Sobre a ciência notarial e a ciência registral (parte 11)

Des. Ricardo Dip

 

Na explanação anterior deste capítulo sobre as ciências notarial e registral, começamos a considerar, de maneira breve e no âmbito da família notarial latina, os comumente designados como «princípios notariais», que são como que vigas do edifício cultural do notariado. Havíamos distinguido já os princípios que podemos chamar de primeiríssimos (são os princípios de ordem metafísica, os fundamenta remotissima), indicando, na sequência, os princípios históricos originantes (fundamenta quodammodo ingenita vel mere remota) e os princípios derivados desses fundamentos históricos (a saber, os fundamenta propinqua vel derivata, a que, por uma dada analogia, atribuímos a figura da viga de um edifício material).

Insistamos num ponto: sem que façamos a devida clivagem entre seus princípios históricos originantes e seus princípios derivados, não conseguiremos analisar de maneira adequada a natureza das notas e dos registros públicos. E acontece que, desprezada esta distinção, não saberemos indicar a essência dessas notas e desses registros, de modo que sua configuração concreta ficaria entregue aos caprichos do que se denominaria, impropriamente, de sorte ou azar da história.

A viga −ou princípio derivado− com que iniciamos o exame dos fundamentos próximos das notas da família latina disse respeito à rogação. O tema já instiga a meditar sobre a potencialidade ou virtualidade dos princípios −ou seja, como ficou várias vezes dito, sobre o fato de toda a ciência estar contida potencialmente em seus princípios. Com efeito, pode logo antever-se que a dispensa da rogação acarretaria uma rotineira concorrência notarial −muito avistavelmente predatória−, além de molestar a confiança que leva à escolha do tabelião de notas pelo cliente e, no fim e ao cabo, redundar numa contradição, pois que o notário se destina à determinação negocial objeto de consensos, e esses consensos se desprezariam pela imunidade de rogação.

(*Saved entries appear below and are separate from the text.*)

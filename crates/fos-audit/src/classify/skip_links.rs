//! Skip Link Detection
//!
//! Skip links have to sit among the first few tab stops to be useful.

use crate::snapshot::NodeSnapshot;

/// Skip link destinations the audit looks for
#[derive(Debug, Clone, Copy, PartialEq, Eq)]
pub enum SkipTarget {
    MainContent,
    Footer,
}

impl SkipTarget {
    pub const ALL: [SkipTarget; 2] = [SkipTarget::MainContent, SkipTarget::Footer];

    pub fn label(&self) -> &'static str {
        match self {
            Self::MainContent => "Skip to Content/Main",
            Self::Footer => "Skip to Footer",
        }
    }

    fn phrases(&self) -> &'static [&'static str] {
        match self {
            Self::MainContent => &["skip to content", "skip to main"],
            Self::Footer => &["skip to footer"],
        }
    }
}

/// Skip targets a tab stop links to, by visible text or aria-label
pub fn skip_targets(node: &NodeSnapshot) -> Vec<SkipTarget> {
    let text = node.text.to_lowercase();
    let aria = node.attr("aria-label").unwrap_or("").to_lowercase();

    SkipTarget::ALL
        .into_iter()
        .filter(|target| {
            target
                .phrases()
                .iter()
                .any(|phrase| text.contains(phrase) || aria.contains(phrase))
        })
        .collect()
}

/// Targets found across the probed stops
#[derive(Debug, Clone, Default, PartialEq, Eq)]
pub struct SkipLinkScan {
    pub found: Vec<SkipTarget>,
}

impl SkipLinkScan {
    pub fn add(&mut self, node: &NodeSnapshot) {
        for target in skip_targets(node) {
            if !self.found.contains(&target) {
                self.found.push(target);
            }
        }
    }

    pub fn missing(&self) -> Vec<SkipTarget> {
        SkipTarget::ALL.into_iter().filter(|t| !self.found.contains(t)).collect()
    }
}

#[cfg(test)]
mod tests {
    use super::*;

    #[test]
    fn test_text_and_aria_label() {
        let by_text = NodeSnapshot::new("1", "a").with_text("Skip to main content");
        let by_aria = NodeSnapshot::new("2", "a").with_attr("aria-label", "Skip to Footer");
        let plain = NodeSnapshot::new("3", "a").with_text("Home");

        assert_eq!(skip_targets(&by_text), vec![SkipTarget::MainContent]);
        assert_eq!(skip_targets(&by_aria), vec![SkipTarget::Footer]);
        assert!(skip_targets(&plain).is_empty());
    }

    #[test]
    fn test_scan_missing() {
        let mut scan = SkipLinkScan::default();
        scan.add(&NodeSnapshot::new("1", "a").with_text("Skip to content"));
        scan.add(&NodeSnapshot::new("2", "a").with_text("Skip to content"));

        assert_eq!(scan.found, vec![SkipTarget::MainContent]);
        assert_eq!(scan.missing(), vec![SkipTarget::Footer]);
    }
}
//! Layout Checks
//!
//! Orientation support, horizontal overflow, and single-pointer alternatives
//! for carousel gestures.

use crate::host::LayoutMetrics;

/// Interactive elements must exist in both orientations; the counts need not match
pub fn orientation_passes(portrait: usize, landscape: usize) -> bool {
    portrait > 0 && landscape > 0
}

/// Pixels by which the document overflows the viewport beyond `tolerance`,
/// `None` when it fits
pub fn horizontal_overflow(metrics: LayoutMetrics, tolerance: f64) -> Option<f64> {
    (metrics.document_width > metrics.viewport_width + tolerance)
        .then(|| metrics.document_width - metrics.viewport_width)
}

/// Carousel gesture alternatives
#[derive(Debug, Clone, Copy, PartialEq, Eq)]
pub enum GestureSupport {
    /// No carousel or slider on the page
    NoCarousel,
    /// Carousels present without previous/next controls
    MissingControls { carousels: usize },
    Controlled { carousels: usize, controls: usize },
}

pub fn gesture_support(carousels: usize, controls: usize) -> GestureSupport {
    match (carousels, controls) {
        (0, _) => GestureSupport::NoCarousel,
        (carousels, 0) => GestureSupport::MissingControls { carousels },
        (carousels, controls) => GestureSupport::Controlled { carousels, controls },
    }
}
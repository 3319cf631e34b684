//! Keyboard Trap Detection
//!
//! Watches (before, after) pairs from a walk and flags a node that keeps focus
//! across more than `threshold` consecutive shifts.

use crate::snapshot::NodeSnapshot;

/// Default number of tolerated consecutive no-move shifts
pub const DEFAULT_TRAP_THRESHOLD: u32 = 3;

/// Per-walk trap counter
#[derive(Debug, Clone, Copy, Default, PartialEq, Eq)]
pub struct TrapState {
    pub consecutive_no_move: u32,
}

/// A node that refused to release focus
#[derive(Debug, Clone, PartialEq)]
pub struct Trap {
    pub snapshot: NodeSnapshot,
    /// Zero-based index of the pair that tripped the threshold
    pub step: usize,
    pub held_for: u32,
}

/// Outcome of observing one pair
#[derive(Debug, Clone, PartialEq)]
pub enum TrapSignal {
    Moved,
    /// Focus stayed put; count so far
    Held(u32),
    Trapped(Trap),
}

/// Trap classifier for one walk, identical for both directions
#[derive(Debug, Clone)]
pub struct TrapClassifier {
    threshold: u32,
    state: TrapState,
    observed: usize,
}

impl TrapClassifier {
    pub fn new(threshold: u32) -> Self {
        Self { threshold, state: TrapState::default(), observed: 0 }
    }

    pub fn state(&self) -> TrapState {
        self.state
    }

    /// Pairs observed so far
    pub fn observed(&self) -> usize {
        self.observed
    }

    pub fn observe(&mut self, before: &NodeSnapshot, after: &NodeSnapshot) -> TrapSignal {
        let step = self.observed;
        self.observed += 1;

        if before.identity != after.identity {
            self.state.consecutive_no_move = 0;
            return TrapSignal::Moved;
        }

        self.state.consecutive_no_move += 1;
        if self.state.consecutive_no_move > self.threshold {
            tracing::warn!("Keyboard trap detected at: {}", after.describe());
            return TrapSignal::Trapped(Trap {
                snapshot: after.clone(),
                step,
                held_for: self.state.consecutive_no_move,
            });
        }

        TrapSignal::Held(self.state.consecutive_no_move)
    }
}

impl Default for TrapClassifier {
    fn default() -> Self {
        Self::new(DEFAULT_TRAP_THRESHOLD)
    }
}
//! Node Snapshots
//!
//! Immutable reads of one focusable element's observable state.

use std::collections::BTreeMap;
use std::fmt;

use serde::{Deserialize, Serialize};

/// Opaque element handle, valid only for equality within one walk.
#[derive(Debug, Clone, PartialEq, Eq, Hash, Serialize, Deserialize)]
#[serde(transparent)]
pub struct NodeIdentity(String);

impl NodeIdentity {
    pub fn new(handle: impl Into<String>) -> Self {
        Self(handle.into())
    }
}

impl fmt::Display for NodeIdentity {
    fn fmt(&self, f: &mut fmt::Formatter<'_>) -> fmt::Result {
        f.write_str(&self.0)
    }
}

impl From<&str> for NodeIdentity {
    fn from(handle: &str) -> Self {
        Self::new(handle)
    }
}

/// Semantic kind of a focusable element
#[derive(Debug, Clone, Copy, PartialEq, Eq, Hash, Default, Serialize, Deserialize)]
#[serde(rename_all = "lowercase")]
pub enum Role {
    Link,
    Button,
    Input,
    #[default]
    Generic,
}

impl Role {
    /// Map an HTML tag name to a role
    pub fn from_tag(tag: &str) -> Self {
        match tag.to_ascii_lowercase().as_str() {
            "a" => Self::Link,
            "button" => Self::Button,
            "input" | "textarea" | "select" => Self::Input,
            _ => Self::Generic,
        }
    }

    pub fn label(&self) -> &'static str {
        match self {
            Self::Link => "link",
            Self::Button => "button",
            Self::Input => "input",
            Self::Generic => "generic",
        }
    }
}

/// Rendered size in device pixels
#[derive(Debug, Clone, Copy, PartialEq, Default, Serialize, Deserialize)]
pub struct Geometry {
    pub width: f64,
    pub height: f64,
}

impl Geometry {
    pub fn new(width: f64, height: f64) -> Self {
        Self { width, height }
    }
}

impl fmt::Display for Geometry {
    fn fmt(&self, f: &mut fmt::Formatter<'_>) -> fmt::Result {
        write!(f, "{}x{}px", self.width, self.height)
    }
}

/// One element's state at one observation instant
#[derive(Debug, Clone, PartialEq, Serialize, Deserialize)]
pub struct NodeSnapshot {
    pub identity: NodeIdentity,
    #[serde(default)]
    pub role: Role,
    #[serde(default)]
    pub tag: String,
    #[serde(default)]
    pub geometry: Geometry,
    /// Present attributes only; a missing key is an absent attribute
    #[serde(default)]
    pub attributes: BTreeMap<String, String>,
    /// Computed style values
    #[serde(default)]
    pub style: BTreeMap<String, String>,
    #[serde(default)]
    pub text: String,
    #[serde(default = "default_true")]
    pub displayed: bool,
    #[serde(default = "default_true")]
    pub enabled: bool,
}

fn default_true() -> bool {
    true
}

impl NodeSnapshot {
    /// Create a displayed, enabled snapshot for `tag`
    pub fn new(identity: impl Into<String>, tag: &str) -> Self {
        Self {
            identity: NodeIdentity::new(identity),
            role: Role::from_tag(tag),
            tag: tag.to_ascii_lowercase(),
            geometry: Geometry::default(),
            attributes: BTreeMap::new(),
            style: BTreeMap::new(),
            text: String::new(),
            displayed: true,
            enabled: true,
        }
    }

    pub fn with_size(mut self, width: f64, height: f64) -> Self {
        self.geometry = Geometry::new(width, height);
        self
    }

    pub fn with_attr(mut self, name: &str, value: &str) -> Self {
        self.attributes.insert(name.to_string(), value.to_string());
        self
    }

    pub fn with_style(mut self, property: &str, value: &str) -> Self {
        self.style.insert(property.to_string(), value.to_string());
        self
    }

    pub fn with_text(mut self, text: &str) -> Self {
        self.text = text.to_string();
        self
    }

    pub fn hidden(mut self) -> Self {
        self.displayed = false;
        self
    }

    pub fn disabled(mut self) -> Self {
        self.enabled = false;
        self
    }

    /// Attribute value, `None` when the attribute is absent
    pub fn attr(&self, name: &str) -> Option<&str> {
        self.attributes.get(name).map(String::as_str)
    }

    /// Attribute value, `None` when absent or empty
    pub fn non_empty_attr(&self, name: &str) -> Option<&str> {
        self.attr(name).filter(|v| !v.trim().is_empty())
    }

    /// Computed style value, empty when the host reported none
    pub fn style_value(&self, property: &str) -> &str {
        self.style.get(property).map_or("", String::as_str)
    }

    /// Whether the node takes part in classification at all
    pub fn is_classifiable(&self) -> bool {
        self.displayed && self.enabled
    }

    pub fn is_document_body(&self) -> bool {
        self.tag.eq_ignore_ascii_case("body")
    }

    /// Short human description used in evidence lines
    pub fn describe(&self) -> String {
        let mut out = if self.tag.is_empty() {
            self.role.label().to_string()
        } else {
            self.tag.clone()
        };

        if let Some(id) = self.non_empty_attr("id") {
            out.push_str(&format!(" (id={})", id));
        }

        let text = self.text.trim();
        if !text.is_empty() {
            out.push_str(&format!(" - Text: \"{}\"", truncate(text, 50)));
        }

        if self.role == Role::Link {
            if let Some(href) = self.attr("href") {
                out.push_str(&format!(" [href: {}]", truncate(href, 60)));
            }
        }

        out
    }

    /// Reconstructed markup of the element for failure details
    pub fn html_snippet(&self) -> String {
        let tag = if self.tag.is_empty() { "element" } else { self.tag.as_str() };
        let mut open = format!("<{}", tag);
        for name in ["id", "class", "type", "href", "tabindex"] {
            if let Some(value) = self.attr(name) {
                open.push_str(&format!(" {}=\"{}\"", name, value));
            }
        }
        open.push('>');

        if self.role == Role::Input {
            return open;
        }

        let text = self.text.trim();
        let body = if text.is_empty() { "[No text]" } else { text };
        format!("{}{}</{}>", open, body, tag)
    }
}

/// Truncate to `max` characters, appending an ellipsis when shortened
pub(crate) fn truncate(text: &str, max: usize) -> String {
    if text.chars().count() > max {
        let cut: String = text.chars().take(max).collect();
        format!("{}...", cut)
    } else {
        text.to_string()
    }
}

#[cfg(test)]
mod tests {
    use super::*;

    #[test]
    fn test_role_from_tag() {
        assert_eq!(Role::from_tag("A"), Role::Link);
        assert_eq!(Role::from_tag("button"), Role::Button);
        assert_eq!(Role::from_tag("input"), Role::Input);
        assert_eq!(Role::from_tag("div"), Role::Generic);
    }

    #[test]
    fn test_attribute_absence() {
        let node = NodeSnapshot::new("n1", "input").with_attr("placeholder", "  ");

        assert_eq!(node.attr("type"), None);
        assert_eq!(node.attr("placeholder"), Some("  "));
        assert_eq!(node.non_empty_attr("placeholder"), None);
        assert_eq!(node.style_value("outline"), "");
    }

    #[test]
    fn test_describe_truncates() {
        let long = "x".repeat(80);
        let node = NodeSnapshot::new("n1", "a")
            .with_attr("id", "promo")
            .with_attr("href", "/sale")
            .with_text(&long);

        let desc = node.describe();
        assert!(desc.starts_with("a (id=promo) - Text: \""));
        assert!(desc.contains(&format!("{}...", "x".repeat(50))));
        assert!(desc.ends_with("[href: /sale]"));
    }

    #[test]
    fn test_html_snippet() {
        let link = NodeSnapshot::new("n1", "a").with_attr("href", "/cart");
        assert_eq!(link.html_snippet(), "<a href=\"/cart\">[No text]</a>");

        let input = NodeSnapshot::new("n2", "input").with_attr("type", "email");
        assert_eq!(input.html_snippet(), "<input type=\"email\">");
    }
}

O segundo dos fundamentos notariais derivados a que dedicaremos atenção é o «princípio da veracidade»; seguimos aqui a ordem principiológica adotada por Antonio Rodríguez Adrados que bem define a verdade notarial, aproveitando-se de um paralelo com o conceito clássico de verdade. Diz Rodríguez Adrados: "…la verdad del instrumento público consiste en la adecuación del escrito a la cosa o asunto −adæquatio scriptum cum re".

Há vários aspectos relevantes a considerar acerca desse princípio da veracidade notarial.

O primeiro é o de que a enunciação da verdade fundamenta a fé pública notarial, e não o revés; ou seja, essa fé pública adere à verdade, que é, pois, seu suposto. Até historicamente isto deve reconhecer-se, como fez ver Rodríguez Adrados ao observar que a potestade de dação da fé pública foi concedida aos tabeliães exatamente em vista de sua anterior experiência profissional −ou, em outros termos, exatamente em virtude de sua confirmada e honesta prática na profissão.

O segundo aspecto a apontar é o de que nem tudo o que conste de um documento notarial frui da marca da veracidade, restrita esta às indicações relativas a fatos presenciados pelos tabeliães. As qualificações notariais −isto é, os juízos opinativos proferidos pelos notários, diz prudentemente Rodríguez Adrados, não gozam dessa eficácia de veracidade (valorizada pela fé pública); esses juízos podem ser certos ou errôneos.

Outros pontos ainda merecem detida consideração acerca desse princípio da veracidade notarial, pontos a que nos dedicaremos na próxima explanação desta série.